PELC’s Fresh Market is offered weekly. (Supplied Photo)
Giving Tuesday started as a beautiful idea: balancing the consumer frenzy of Black Friday and Cyber Monday with a day of “radical generosity.” From its origins in New York, #GivingTuesday has become a global movement of giving back through donations, volunteering, and acts of kindness.
In Prince Edward County, we are blessed to have a strong tradition of giving, with robust service clubs, charitable organizations, and a small army of volunteers donating their time and talents to make life better for everyone. Many of these are dedicated to making sure people in our community have enough to eat.
Despite the County’s agricultural abundance, soaring grocery prices and the rising cost of living have left many in our community struggling to put nutritious food on the table. The statistics are sobering: One in four households in Hastings and Prince Edward Counties regularly experience food insecurity, among the highest rates in the province. Constant stress over having enough to eat can mean relying on cheaper, lower-nutrient foods, or even missing meals.
Our food banks work hard to help meet emergency needs, but fostering sustainability takes a variety of resources. Things like community suppers, good food boxes, and better access to groceries.
PEC Fresh is helping to meet this need by making fresh fruits and vegetables more affordable and accessible. The market started in 2020 as an initiative of Prince Edward Learning Centre. Once a week, PELC’s Picton office transforms into the produce section of a grocery store. Wholesale fruits and vegetables are delivered fresh that day, including produce from our local farmers, with the savings passed on to customers.

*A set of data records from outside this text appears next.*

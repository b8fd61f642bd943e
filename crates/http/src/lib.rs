//! Typed REST client for the TutorDesk backend
//!
//! Public and authenticated clients are distinct types, so endpoints that
//! need a session token cannot be called without one.

pub mod client;
pub mod types;

pub use client::{ActivityTracker, AuthenticatedClient, ClientError, PublicClient, TypedClientBuilder};
pub use types::{ApiResponse, LoginData, LoginRequest};
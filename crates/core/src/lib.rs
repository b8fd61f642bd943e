//! TutorDesk console core: roles, token claims and page access policy

pub mod access;
pub mod claims;
pub mod config;
pub mod error;
#[cfg(all(feature = "subscriber", not(target_arch = "wasm32")))]
pub mod logging;
pub mod role;
#[cfg(any(test, feature = "tests"))]
pub mod testing;

pub use access::{AccessDecision, Page, PageId, PermissionDenied, PermissionTable, RedirectTarget, RouteAccessPolicy};
pub use claims::TokenClaims;
pub use config::{ConsoleConfig, RouteConfig, SessionConfig};
pub use error::{CoreError, CoreResult};
pub use role::{ClaimedRole, Role, UNKNOWN_ROLE_LABEL};
//! Type-safe API clients that enforce authentication requirements at compile time

use super::ClientError;
use super::activity::{ActivityTracker, SKIP_INTERCEPTOR_HEADER};
use reqwest::{Client, ClientBuilder, RequestBuilder, header};
use std::time::Duration;

const USER_AGENT: &str = concat!("tutordesk-console/", env!("CARGO_PKG_VERSION"));

/// Client for public endpoints that don't require authentication
#[derive(Clone)]
pub struct PublicClient {
    client: Client,
    base_url: String,
    activity: Option<ActivityTracker>,
}

/// Client for endpoints that require the session's bearer token
#[derive(Clone)]
pub struct AuthenticatedClient {
    client: Client,
    base_url: String,
    token: String,
    activity: Option<ActivityTracker>,
}

fn build_http_client(timeout: Option<Duration>) -> Result<Client, ClientError> {
    #[cfg(not(target_arch = "wasm32"))]
    let client = {
        let mut builder = ClientBuilder::new().user_agent(USER_AGENT);
        if let Some(timeout) = timeout {
            builder = builder.timeout(timeout);
        }
        builder.build()?
    };

    #[cfg(target_arch = "wasm32")]
    let client = {
        let _ = timeout; // Timeouts not supported on WASM
        ClientBuilder::new().user_agent(USER_AGENT).build()?
    };

    Ok(client)
}

fn join_url(base_url: &str, path: &str) -> String {
    format!("{}/{}", base_url, path.trim_start_matches('/'))
}

/// Send a request, counting it unless it carries the skip header, and
/// decode a JSON body on success.
async fn send_json<T: serde::de::DeserializeOwned>(
    client: &Client,
    request: RequestBuilder,
    activity: Option<&ActivityTracker>,
) -> Result<T, ClientError> {
    let mut request = request.build()?;
    let skip_activity = request
        .headers_mut()
        .remove(SKIP_INTERCEPTOR_HEADER)
        .is_some();
    let _activity = if skip_activity {
        None
    } else {
        activity.map(ActivityTracker::begin)
    };

    let method = request.method().clone();
    let url = request.url().clone();
    let response = client.execute(request).await?;
    let status = response.status();

    if status.is_success() {
        Ok(response.json().await?)
    } else {
        let message = response.text().await.unwrap_or_else(|_| status.to_string());
        tracing::debug!(%method, %url, status = status.as_u16(), "Request rejected");
        Err(ClientError::from_status(status, message))
    }
}

impl PublicClient {
    /// Create a new public client
    pub fn new(base_url: impl Into<String>) -> Result<Self, ClientError> {
        TypedClientBuilder::new().base_url(base_url).build_public()
    }

    /// Get the base URL
    pub fn base_url(&self) -> &str {
        &self.base_url
    }

    /// Create a request builder without authentication
    pub fn request(&self, method: reqwest::Method, path: &str) -> RequestBuilder {
        self.client.request(method, join_url(&self.base_url, path))
    }

    /// Execute a request and handle common errors
    pub async fn execute<T: serde::de::DeserializeOwned>(
        &self,
        request: RequestBuilder,
    ) -> Result<T, ClientError> {
        send_json(&self.client, request, self.activity.as_ref()).await
    }

    /// Attach a bearer token to get an authenticated client
    pub fn authenticate(self, token: impl Into<String>) -> AuthenticatedClient {
        AuthenticatedClient {
            client: self.client,
            base_url: self.base_url,
            token: token.into(),
            activity: self.activity,
        }
    }
}

impl AuthenticatedClient {
    /// Create a new authenticated client
    pub fn new(base_url: impl Into<String>, token: impl Into<String>) -> Result<Self, ClientError> {
        TypedClientBuilder::new()
            .base_url(base_url)
            .build_authenticated(token)
    }

    /// Get the base URL
    pub fn base_url(&self) -> &str {
        &self.base_url
    }

    /// Create a request builder carrying the bearer token
    pub fn request(&self, method: reqwest::Method, path: &str) -> RequestBuilder {
        self.client
            .request(method, join_url(&self.base_url, path))
            .header(header::AUTHORIZATION, format!("Bearer {}", self.token))
    }

    /// Execute a request and handle common errors
    pub async fn execute<T: serde::de::DeserializeOwned>(
        &self,
        request: RequestBuilder,
    ) -> Result<T, ClientError> {
        send_json(&self.client, request, self.activity.as_ref()).await
    }

    /// Create a public client (useful for calling public endpoints)
    pub fn to_public(&self) -> PublicClient {
        PublicClient {
            client: self.client.clone(),
            base_url: self.base_url.clone(),
            activity: self.activity.clone(),
        }
    }
}

/// Type-safe builder that creates the appropriate client type
#[derive(Default)]
pub struct TypedClientBuilder {
    base_url: Option<String>,
    timeout: Option<Duration>,
    activity: Option<ActivityTracker>,
}

impl TypedClientBuilder {
    /// Create a new builder
    pub fn new() -> Self {
        Self::default()
    }

    /// Set the base URL
    pub fn base_url(mut self, url: impl Into<String>) -> Self {
        self.base_url = Some(url.into());
        self
    }

    /// Set the request timeout
    #[cfg(not(target_arch = "wasm32"))]
    pub fn timeout(mut self, timeout: Duration) -> Self {
        self.timeout = Some(timeout);
        self
    }

    /// Count requests made through the built client
    pub fn activity_tracker(mut self, tracker: ActivityTracker) -> Self {
        self.activity = Some(tracker);
        self
    }

    fn take_base_url(&mut self) -> Result<String, ClientError> {
        let base_url = self
            .base_url
            .take()
            .ok_or_else(|| ClientError::Configuration("base_url is required".into()))?;
        Ok(base_url.trim_end_matches('/').to_string())
    }

    /// Build a public client
    pub fn build_public(mut self) -> Result<PublicClient, ClientError> {
        let base_url = self.take_base_url()?;
        Ok(PublicClient {
            client: build_http_client(self.timeout)?,
            base_url,
            activity: self.activity,
        })
    }

    /// Build an authenticated client
    pub fn build_authenticated(
        self,
        token: impl Into<String>,
    ) -> Result<AuthenticatedClient, ClientError> {
        Ok(self.build_public()?.authenticate(token))
    }
}
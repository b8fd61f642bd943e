//! Console route table

use crate::guard::{Navigator, Notifier, RouteGuard};
use tutordesk_core::{AccessDecision, Page, PageId};
use yew_router::Routable;

#[derive(Clone, Debug, PartialEq, Eq, Routable)]
pub enum AppRoute {
    #[at("/")]
    Root,
    #[at("/login")]
    Login,
    #[at("/Dashboard")]
    Dashboard,
    #[at("/Supervisors")]
    Supervisors,
    #[at("/Teachers")]
    Teachers,
    #[at("/Families")]
    Families,
    #[at("/Students")]
    Students,
    #[at("/Lessons")]
    Lessons,
    #[at("/Companies")]
    Companies,
    #[at("/ServiceCategory")]
    ServiceCategory,
    #[at("/serviceCompanies/:service_id")]
    ServiceCompanies { service_id: String },
    #[not_found]
    #[at("/404")]
    NotFound,
}

/// What a route requires before it renders
#[derive(Debug, Clone, PartialEq, Eq)]
pub enum RouteAccess {
    /// Redirect-only routes
    Open,
    /// Only reachable without an active session
    LoginPage,
    /// Any active session
    SignedIn,
    /// An entry in the permission table
    Page(PageId),
}

impl AppRoute {
    /// Route for a navigation target. The root and unknown paths land on
    /// the companies catalogue.
    pub fn resolve(path: &str) -> Self {
        let path = path.split(['?', '#']).next().unwrap_or_default();
        let path = if path.len() > 1 {
            path.trim_end_matches('/')
        } else {
            path
        };

        match Self::recognize(path) {
            Some(Self::Root | Self::NotFound) | None => Self::Companies,
            Some(route) => route,
        }
    }

    /// Console page behind the permission table, if this is one
    pub const fn page(&self) -> Option<Page> {
        match self {
            Self::Dashboard => Some(Page::Dashboard),
            Self::Supervisors => Some(Page::Supervisors),
            Self::Teachers => Some(Page::Teachers),
            Self::Families => Some(Page::Families),
            Self::Students => Some(Page::Students),
            Self::Lessons => Some(Page::Lessons),
            _ => None,
        }
    }

    pub fn access(&self) -> RouteAccess {
        if let Some(page) = self.page() {
            return RouteAccess::Page(page.into());
        }
        match self {
            Self::Login => RouteAccess::LoginPage,
            Self::Companies | Self::ServiceCategory | Self::ServiceCompanies { .. } => {
                RouteAccess::SignedIn
            }
            _ => RouteAccess::Open,
        }
    }
}

impl<N: Navigator, T: Notifier> RouteGuard<N, T> {
    /// Run the guard that protects `route`
    pub fn check_route(&self, route: &AppRoute) -> AccessDecision {
        match route.access() {
            RouteAccess::Open => AccessDecision::Allow,
            RouteAccess::LoginPage => self.can_activate_login(),
            RouteAccess::SignedIn => self.can_activate_signed_in(&route.to_path()),
            RouteAccess::Page(_) => self.can_activate(&route.to_path()),
        }
    }
}

impl Navigator for yew_router::navigator::Navigator {
    fn navigate(&self, path: &str) {
        self.push(&AppRoute::resolve(path));
    }
}

#[cfg(test)]
mod tests {
    use super::*;

    #[test]
    fn test_resolve_known_paths() {
        assert_eq!(AppRoute::resolve("/login"), AppRoute::Login);
        assert_eq!(AppRoute::resolve("/Dashboard"), AppRoute::Dashboard);
        assert_eq!(AppRoute::resolve("/Teachers?page=2"), AppRoute::Teachers);
        assert_eq!(AppRoute::resolve("/Lessons/"), AppRoute::Lessons);
        assert_eq!(
            AppRoute::resolve("/serviceCompanies/17"),
            AppRoute::ServiceCompanies {
                service_id: "17".to_string()
            }
        );
    }

    #[test]
    fn test_root_and_unknown_land_on_companies() {
        assert_eq!(AppRoute::resolve("/"), AppRoute::Companies);
        assert_eq!(AppRoute::resolve(""), AppRoute::Companies);
        assert_eq!(AppRoute::resolve("/no/such/page"), AppRoute::Companies);
    }

    #[test]
    fn test_route_paths() {
        assert_eq!(AppRoute::Supervisors.to_path(), "/Supervisors");
        assert_eq!(
            AppRoute::ServiceCompanies {
                service_id: "3".to_string()
            }
            .to_path(),
            "/serviceCompanies/3"
        );
    }

    #[test]
    fn test_route_access() {
        assert_eq!(AppRoute::Login.access(), RouteAccess::LoginPage);
        assert_eq!(AppRoute::ServiceCategory.access(), RouteAccess::SignedIn);
        assert_eq!(
            AppRoute::Families.access(),
            RouteAccess::Page(PageId::new("families"))
        );
        assert_eq!(AppRoute::NotFound.access(), RouteAccess::Open);

        let guarded = [
            AppRoute::Dashboard,
            AppRoute::Supervisors,
            AppRoute::Teachers,
            AppRoute::Families,
            AppRoute::Students,
            AppRoute::Lessons,
        ];
        for route in guarded {
            let page = route.page().unwrap();
            assert_eq!(PageId::from_path(&route.to_path()), PageId::from(page));
        }
    }
}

Now five years old, PEC Fresh has expanded to satellite locations at the County Food Hub in Sophiasburgh, and a bi-weekly market at the Royal Canadian Legion in Consecon, increasing access to fresh produce in food deserts. Volunteer drivers deliver orders to customers who can’t shop in person.
Every month, about 300 households shop at PEC Fresh, accessing healthy foods for about 30 percent less than local retail. The savings at these community markets are for everyone to enjoy — bigger orders translate to lower costs. Donations from individuals also help keep prices low, and fund gift cards shared with local food banks, which allow people who need a little extra help to choose foods they like to eat.
Food security is one pillar of the work done by PELC staff and volunteers to build a more resilient community, alongside youth job training, help accessing benefits, filing taxes, educational upgrading and connecting with community. Staff are also preparing a new poverty-reduction initiative for 2026. “Getting Ahead in a Just-Getting-By World” is an intensive program of personal exploration, designed to help participants write a new story for their future.
PELC remains, first and foremost, a skills, education and training centre, and many people come through our doors in order to pursue learning goals. We also understand that, on a fundamental level, people cannot learn when they don’t have enough to eat.
This year, after the Black Friday rush, we hope our community will join us in shifting focus from deals to meals, and support one of the many excellent food security initiatives in our community.